[Chorus] Oh! how I wish I could sleep, until my Daddy comes home;Oh! mamma why must we always be, all alone?I miss him more evry day,How can you ask me to play;You're always sighing and crying, since he went away;Last night I heard Daddy call,But I was dreaming thats all;He kissed me, and he said,Go to bed, my own;"Oh! mamma, that's when I thought, God made the night time too short;Oh! how I wish I could sleep. Until my Daddy comes home."
Now you can play The O'Neill Brothers' songs just like they sound on their CDs! The sheet music for many of their popular arrangements is available for purchase. All arrangements are intermediate level sheet music. (Lyrics not included - these are instrumental arrangements.)
oh wish could christmas every day sheet music
Download File: https://gullainza.blogspot.com/?download=2vDWLG
A free piano arrangement of We Wish You a Merry Christmas, designed for beginner and intermediate pianists. This We Wish You a Merry Christmas sheet music is FREE to download in PDF form (with multiple keys to choose from!)

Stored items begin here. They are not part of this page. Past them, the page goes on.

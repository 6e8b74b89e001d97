//! In-memory test doubles.
//!
//! Not intended for production use; enabled for this crate's own tests and
//! for downstream crates via the `testing` feature.

pub mod trace;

Christmas songs might not get played all year round, but they are what the industry refers to as "evergreen". Unlike a typical pop song that has a life span of maybe 3-4 months before being shoved aside for something newer and shinier, Christmas songs keep coming back every year. Furthermore, Christmas songs are arguably the most covered type of song in the world. Every year, hundreds of popular artists from every musical genre around the world, line up to pay top dollar for the rights to cover a popular Christmas song. So, how much money could you be looking at if you successfully write a classic Christmas song? Below is a list of the most profitable Christmas songs:
You probably know this song by its opening line "Chestnuts roasting on an open fire". Ironically, Torme is Jewish and wrote the music and the song in under 45 minutes during a blistering hot Chicago summer. He was just 19 years old. The song has since been covered by hundreds of huge artists including Michael Buble, Tony Bennett, Garth Brooks, Bob Dylan, Frank Sinatra, NSYNC and many more. Despite having written more than 250 songs during his career, "The Christmas Song" was by far Mel's biggest financial success. He often referred to it as "my annuity".
The second of three Christmas songs on this list. The day after the song debuted, over 100,000 people ordered copies of the sheet music. 400,000 copies had sold within a few months. The song has been covered by a wide range of artists including Justin Bieber, Bruce Springsteen and Mariah Carey.
No song captures the heart of the holidays like "White Christmas". This is ironic when you consider the fact that it was written by a Jewish immigrant from Russia. Bing Crosby's version is by far the most famous but countless other artists have recorded the song. Crosby's version is one of the bestselling pieces of music in history, with over 100 million copies sold worldwide to date. The Guinness Book of World Records recently named "White Christmas" the bestselling single of all time.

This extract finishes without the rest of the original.